▸ **To do**: In the entries below, find the line with "#[serde(deny_unknown_fields)]" and the line with "let metadata = MetadataIntermediate::deserialize(d).map_err(|_|". Print those two and everything between them exactly, and nothing else.

▸ **Entries provided**:
★ ★ ★ ★ ★

//! Zarr V3 metadata.
//!
//! See <https://zarr-specs.readthedocs.io/en/latest/v3/core/v3.0.html#metadata>.

mod array;
mod group;

pub use array::{
    ArrayMetadataV3, FillValueFloat, FillValueFloatStringNonFinite, FillValueMetadata, HexString,
};
pub use group::GroupMetadataV3;

use derive_more::From;
use serde::{de::DeserializeOwned, ser::SerializeMap, Deserialize, Serialize};
use thiserror::Error;

/// Metadata with a name and optional configuration.
///
/// Represents most fields in Zarr V3 array metadata (see [`ArrayMetadataV3`]), which are structured
/// as JSON with a name and optional configuration, or just a string representing the name.
///
/// Can be deserialised from a JSON string or name/configuration map. For example:
/// ```json
/// "bytes"
/// ```
/// or
/// ```json
/// {
///     "name": "bytes",
///     "configuration": {
///       "endian": "little"
///     }
/// }
/// ```
#[derive(Clone, Eq, PartialEq, Debug)]
pub struct MetadataV3 {
    name: String,
    configuration: Option<MetadataConfiguration>,
}

/// Configuration metadata.
pub type MetadataConfiguration = serde_json::Map<String, serde_json::Value>;

impl TryFrom<&str> for MetadataV3 {
    type Error = serde_json::Error;

    fn try_from(s: &str) -> Result<Self, Self::Error> {
        serde_json::from_str(s)
    }
}

impl core::fmt::Display for MetadataV3 {
    fn fmt(&self, f: &mut core::fmt::Formatter<'_>) -> core::fmt::Result {
        if let Some(configuration) = &self.configuration {
            write!(
                f,
                "{} {}",
                self.name,
                serde_json::to_string(configuration).unwrap_or_default()
            )
        } else {
            write!(f, "{}", self.name)
        }
    }
}

impl serde::Serialize for MetadataV3 {
    fn serialize<S: serde::Serializer>(&self, s: S) -> Result<S::Ok, S::Error> {
        if let Some(configuration) = &self.configuration {
            if configuration.is_empty() {
                let mut s = s.serialize_map(Some(1))?;
                s.serialize_entry("name", &self.name)?;
                s.end()
            } else {
                let mut s = s.serialize_map(Some(2))?;
                s.serialize_entry("name", &self.name)?;
                s.serialize_entry("configuration", configuration)?;
                s.end()
            }
        } else {
            s.serialize_str(self.name.as_str())
        }
    }
}

impl<'de> serde::Deserialize<'de> for MetadataV3 {
    fn deserialize<D: serde::Deserializer<'de>>(d: D) -> Result<Self, D::Error> {
        #[derive(Deserialize)]
        #[serde(deny_unknown_fields)]
        struct MetadataNameConfiguration {
            name: String,
            #[serde(default)]
            configuration: Option<MetadataConfiguration>,
        }

        #[derive(Deserialize)]
        #[serde(untagged)]
        enum MetadataIntermediate {
            Name(String),
            NameConfiguration(MetadataNameConfiguration),
        }

        let metadata = MetadataIntermediate::deserialize(d).map_err(|_| {
            serde::de::Error::custom(
                r#"Expected metadata "<name>" or {"name":"<name>"} or {"name":"<name>","configuration":{}}"#,
            )
        })?;
        match metadata {
            MetadataIntermediate::Name(name) => Ok(Self {
                name,
                configuration: None,
            }),
            MetadataIntermediate::NameConfiguration(metadata) => Ok(Self {
                name: metadata.name,
                configuration: metadata.configuration,
            }),
        }
    }
}

impl MetadataV3 {
    /// Create metadata from `name`.
    #[must_use]
    pub fn new(name: &str) -> Self {
        Self {
            name: name.into(),
            configuration: None,
        }
    }

    /// Create metadata from `name` and `configuration`.
    #[must_use]
    pub fn new_with_configuration(name: &str, configuration: MetadataConfiguration) -> Self {
        Self {
            name: name.into(),
            configuration: Some(configuration),
        }
    }

    /// Convert a serializable configuration to [`MetadataV3`].
    ///
    /// # Errors
    /// Returns [`serde_json::Error`] if `configuration` cannot be converted to [`MetadataV3`].
    pub fn new_with_serializable_configuration<TConfiguration: serde::Serialize>(
        name: &str,
        configuration: &TConfiguration,
    ) -> Result<Self, serde_json::Error> {
        let configuration = serde_json::to_value(configuration)?;
        if let serde_json::Value::Object(configuration) = configuration {
            Ok(Self::new_with_configuration(name, configuration))
        } else {
            Err(serde::ser::Error::custom(
                "the configuration cannot be serialized to a JSON struct",
            ))
        }
    }

    /// Try and convert [`MetadataV3`] to a serializable configuration.
    ///
    /// # Errors
    /// Returns a [`ConfigurationInvalidError`] if the metadata cannot be converted.
    pub fn to_configuration<TConfiguration: DeserializeOwned>(
        &self,
    ) -> Result<TConfiguration, ConfigurationInvalidError> {
        let err = |_| ConfigurationInvalidError::new(self.name.clone(), self.configuration.clone());
        let configuration = self.configuration.clone().unwrap_or_default();
        let value = serde_json::to_value(configuration).map_err(err)?;
        serde_json::from_value(value).map_err(err)
    }

    /// Returns the metadata name.
    #[must_use]
    pub fn name(&self) -> &str {
        &self.name
    }

    /// Returns the metadata configuration.
    #[must_use]
    pub const fn configuration(&self) -> Option<&MetadataConfiguration> {
        self.configuration.as_ref()
    }

    /// Returns true if the configuration is none or an empty map.
    #[must_use]
    pub fn configuration_is_none_or_empty(&self) -> bool {
        self.configuration
            .as_ref()
            .map_or(true, serde_json::Map::is_empty)
    }
}

/// An invalid configuration error.
#[derive(Debug, Error, From)]
#[error("{name} is unsupported, configuration: {configuration:?}")]
pub struct ConfigurationInvalidError {
    name: String,
    configuration: Option<MetadataConfiguration>,
}

impl ConfigurationInvalidError {
    /// Create a new invalid configuration error.
    #[must_use]
    pub const fn new(name: String, configuration: Option<MetadataConfiguration>) -> Self {
        Self {
            name,
            configuration,
        }
    }

    /// Return the name of the invalid configuration.
    #[must_use]
    pub fn name(&self) -> &str {
        &self.name
    }
}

★ ★ ★ ★ ★

▸ **Answer to this task**:
        #[serde(deny_unknown_fields)]
        struct MetadataNameConfiguration {
            name: String,
            #[serde(default)]
            configuration: Option<MetadataConfiguration>,
        }

        #[derive(Deserialize)]
        #[serde(untagged)]
        enum MetadataIntermediate {
            Name(String),
            NameConfiguration(MetadataNameConfiguration),
        }

        let metadata = MetadataIntermediate::deserialize(d).map_err(|_| {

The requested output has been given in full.